PROBLEM TO SOLVE:
Among the records that follow, set down only the lines from the one containing "let mut failed = Vec::new();" to the one containing "posts::update_status(&self.db, post_id, if", both included, exactly.

(Records contained in a dataset)
impl PublishService {
    #[allow(clippy::too_many_arguments)]
    pub fn new(
        db: PgPool,
        http: Client,
        tokens: Arc<dyn TokenSource>,
        gateway: Arc<dyn JobGateway>,
        connector: Arc<dyn ChannelConnector>,
        ledger: Arc<dyn SendLedger>,
        webhook: Arc<dyn WebhookSink>,
        access_key: &str,
        simulate: bool,
    ) -> Self {
        Self {
            db,
            http,
            tokens,
            gateway,
            connector,
            ledger,
            webhook,
            access_key: access_key.to_string(),
            idle_timeout: IDLE_TIMEOUT,
            simulate,
        }
    }

    /// Fan one post out to every requested platform.
    pub async fn publish_all(&self, request: PublishRequest) -> Result<BatchResult, PublishError> {
        if request.platforms.is_empty() {
            return Err(PublishError::Validation(
                "the \"platforms\" field is required and must be a non-empty list".into(),
            ));
        }
        let platform_names = canonical_platform_list(&request.platforms);
        let platform_rows = self.lookup_platforms(&platform_names).await?;

        // Post and sends are persisted before any network call so a crash
        // from here on still leaves auditable state.
        let post = self.persist_post(&request, &platform_rows).await?;
        tracing::info!(post_id = post.id, "post saved; starting batch publish");

        if self.simulate {
            self.simulate_batch(post.id, &platform_names).await;
            return Ok(BatchResult {
                post_id: post.id,
                outcome: JobOutcome::Completed,
            });
        }

        let token = self.tokens.get_token().await?;

        let mut channel = self.connector.connect().await?;
        let drive_result = self
            .submit_and_drive(channel.as_mut(), &token, &post, &platform_names, &request)
            .await;
        // The channel is released on every path out of the loop
        channel.disconnect().await;
        let outcome = drive_result?;

        self.finalize_post_status(post.id, &platform_names).await;

        Ok(BatchResult {
            post_id: post.id,
            outcome,
        })
    }

    /// Synchronous single-platform publish: one HTTP call, its outcome
    /// recorded on the one send, upstream status passed through. At most
    /// one attempt, never retried.
    pub async fn publish_one(
        &self,
        platform: &str,
        request: PublishRequest,
    ) -> Result<SingleResult, PublishError> {
        let name = canonical_name(platform);
        let row = platforms::find_by_name(&self.db, &name)
            .await?
            .ok_or_else(|| PublishError::UnknownPlatform(name.clone()))?;
        if !row.active {
            return Err(PublishError::Validation(format!(
                "platform '{name}' is disabled"
            )));
        }

        let blog_name = extract_blog_name(&name, request.platform_options.as_ref())?;

        let post = self.persist_post(&request, std::slice::from_ref(&row)).await?;
        tracing::info!(post_id = post.id, platform = %name, "post saved; starting single publish");

        if self.simulate {
            let upstream = self.simulate_single(post.id, &name).await?;
            return Ok(SingleResult {
                post_id: post.id,
                upstream,
            });
        }

        let token = self.tokens.get_token().await?;

        let prepared = images::prepare_for_upload(&self.http, &request.images).await?;
        let job = SingleJob {
            instance_id: self.access_key.clone(),
            post_id: post.id.to_string(),
            text: post.text.clone(),
            tags: request.tags.clone(),
            images: prepared.into_iter().map(|i| i.base64).collect(),
            blog_name,
        };

        let dispatch = dispatch_single(
            self.gateway.as_ref(),
            self.ledger.as_ref(),
            &token,
            post.id,
            &name,
            &job,
        )
        .await;

        let succeeded = matches!(&dispatch, Ok(upstream) if upstream.succeeded());
        posts::update_status(&self.db, post.id, if succeeded { "SUCCESS" } else { "WARNING" })
            .await?;

        let upstream = dispatch?;
        tracing::info!(
            post_id = post.id,
            platform = %name,
            status = upstream.status,
            "single publish finished"
        );

        Ok(SingleResult {
            post_id: post.id,
            upstream,
        })
    }

    async fn lookup_platforms(&self, names: &[String]) -> Result<Vec<Platform>, PublishError> {
        let rows = platforms::find_by_names(&self.db, names).await?;
        for name in names {
            match rows.iter().find(|r| &r.name == name) {
                None => return Err(PublishError::UnknownPlatform(name.clone())),
                Some(row) if !row.active => {
                    return Err(PublishError::Validation(format!(
                        "platform '{name}' is disabled"
                    )));
                }
                Some(_) => {}
            }
        }
        Ok(rows)
    }

    async fn persist_post(
        &self,
        request: &PublishRequest,
        platform_rows: &[Platform],
    ) -> Result<PostRecord, PublishError> {
        let mut tx = self.db.begin().await?;

        let post = posts::create_post(
            &mut *tx,
            request.text.as_deref(),
            request.platform_options.as_ref(),
            request.callback_url.as_deref(),
            request.schedule_date,
        )
        .await?;

        for tag in &request.tags {
            posts::attach_tag(&mut *tx, post.id, tag).await?;
        }

        for image in &request.images {
            // Store whichever representation the caller provided
            if let Some(stored) = image.base64.as_deref().or(image.url.as_deref()) {
                posts::attach_image(&mut *tx, post.id, stored, image.platforms.as_deref()).await?;
            }
        }

        for row in platform_rows {
            sends::create_send(&mut *tx, post.id, row.id).await?;
        }

        tx.commit().await?;
        Ok(post)
    }

    async fn submit_and_drive(
        &self,
        channel: &mut dyn EventChannel,
        token: &str,
        post: &PostRecord,
        platform_names: &[String],
        request: &PublishRequest,
    ) -> Result<JobOutcome, PublishError> {
        let prepared = images::prepare_for_upload(&self.http, &request.images).await?;

        let job = BatchJob {
            platforms: platform_names.to_vec(),
            instance_id: self.access_key.clone(),
            post_id: post.id.to_string(),
            text: post.text.clone(),
            images: prepared,
            tags: request.tags.clone(),
            session_id: channel.session_id().to_string(),
            platform_options: request.platform_options.clone(),
        };

        // A non-202 answer is logged inside the gateway but we still wait:
        // the synchronizer may have accepted the job asynchronously.
        self.gateway.submit_batch(token, &job).await?;

        if let Err(e) = posts::update_status(&self.db, post.id, "SENT").await {
            tracing::error!(post_id = post.id, "failed to mark post as sent: {}", e);
        }

        Ok(drive_events(
            channel,
            self.ledger.as_ref(),
            self.webhook.as_ref(),
            post.id,
            platform_names,
            self.idle_timeout,
            POLL_DEADLINE,
        )
        .await)
    }

    /// Post status bookkeeping after the loop: SUCCESS when every send
    /// succeeded, WARNING otherwise. Failures here are logged only; the job
    /// outcome stands.
    async fn finalize_post_status(&self, post_id: i64, platform_names: &[String]) {
        let successful = match self.ledger.successful_among(post_id, platform_names).await {
            Ok(successful) => successful,
            Err(e) => {
                tracing::error!(post_id, "could not read sends for status rollup: {}", e);
                return;
            }
        };
        let status = if successful.len() == platform_names.len() {
            "SUCCESS"
        } else {
            "WARNING"
        };
        if let Err(e) = posts::update_status(&self.db, post_id, status).await {
            tracing::error!(post_id, "failed to update post status: {}", e);
        }
    }

    /// Walk the sends with randomized outcomes instead of calling the
    /// synchronizer. Lets a frontend integrate against the webhook without
    /// the external service.
    async fn simulate_batch(&self, post_id: i64, platform_names: &[String]) {
        tracing::info!(post_id, "simulating batch publish");
        let mut successful = Vec::new();
        let mut failed = Vec::new();

        for name in platform_names {
            let delay = rand::rng().random_range(1..=2);
            tokio::time::sleep(Duration::from_secs(delay)).await;

            let fails = rand::rng().random_bool(0.30);
            let error = fails.then(|| format!("simulated failure for {name}"));

            if let Err(e) = self
                .ledger
                .update(post_id, name, !fails, error.as_deref())
                .await
            {
                tracing::error!(post_id, platform = %name, "simulated send update failed: {}", e);
            }
            if let Err(e) = self
                .webhook
                .relay_progress(post_id, name, !fails, error.as_deref())
                .await
            {
                tracing::warn!(post_id, "webhook relay failed (ignored): {}", e);
            }

            if fails {
                failed.push(name.clone());
            } else {
                successful.push(name.clone());
            }
        }

        let summary = Summary {
            status: "completed".into(),
            completed_at: Some(Utc::now()),
            successful,
            failed,
            reason: None,
        };
        if let Err(e) = self.webhook.relay_summary(post_id, &summary).await {
            tracing::warn!(post_id, "webhook relay failed (ignored): {}", e);
        }

        self.finalize_post_status(post_id, platform_names).await;
    }

    async fn simulate_single(
        &self,
        post_id: i64,
        name: &str,
    ) -> Result<UpstreamResponse, PublishError> {
        let delay = rand::rng().random_range(1..=2);
        tokio::time::sleep(Duration::from_secs(delay)).await;

        let fails = rand::rng().random_bool(0.15);
        let error = fails.then(|| "simulated failure".to_string());

        self.ledger
            .update(post_id, name, !fails, error.as_deref())
            .await?;
        posts::update_status(&self.db, post_id, if fails { "WARNING" } else { "SUCCESS" })
            .await?;

        Ok(UpstreamResponse {
            status: if fails { 500 } else { 200 },
            body: match error {
                Some(error) => serde_json::json!({ "error": error }),
                None => serde_json::json!({ "message": "simulated success" }),
            },
        })
    }
}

REPLY:
        let mut failed = Vec::new();

        for name in platform_names {
            let delay = rand::rng().random_range(1..=2);
            tokio::time::sleep(Duration::from_secs(delay)).await;

            let fails = rand::rng().random_bool(0.30);
            let error = fails.then(|| format!("simulated failure for {name}"));

            if let Err(e) = self
                .ledger
                .update(post_id, name, !fails, error.as_deref())
                .await
            {
                tracing::error!(post_id, platform = %name, "simulated send update failed: {}", e);
            }
            if let Err(e) = self
                .webhook
                .relay_progress(post_id, name, !fails, error.as_deref())
                .await
            {
                tracing::warn!(post_id, "webhook relay failed (ignored): {}", e);
            }

            if fails {
                failed.push(name.clone());
            } else {
                successful.push(name.clone());
            }
        }

        let summary = Summary {
            status: "completed".into(),
            completed_at: Some(Utc::now()),
            successful,
            failed,
            reason: None,
        };
        if let Err(e) = self.webhook.relay_summary(post_id, &summary).await {
            tracing::warn!(post_id, "webhook relay failed (ignored): {}", e);
        }

        self.finalize_post_status(post_id, platform_names).await;
    }

    async fn simulate_single(
        &self,
        post_id: i64,
        name: &str,
    ) -> Result<UpstreamResponse, PublishError> {
        let delay = rand::rng().random_range(1..=2);
        tokio::time::sleep(Duration::from_secs(delay)).await;

        let fails = rand::rng().random_bool(0.15);
        let error = fails.then(|| "simulated failure".to_string());

        self.ledger
            .update(post_id, name, !fails, error.as_deref())
            .await?;
        posts::update_status(&self.db, post_id, if fails { "WARNING" } else { "SUCCESS" })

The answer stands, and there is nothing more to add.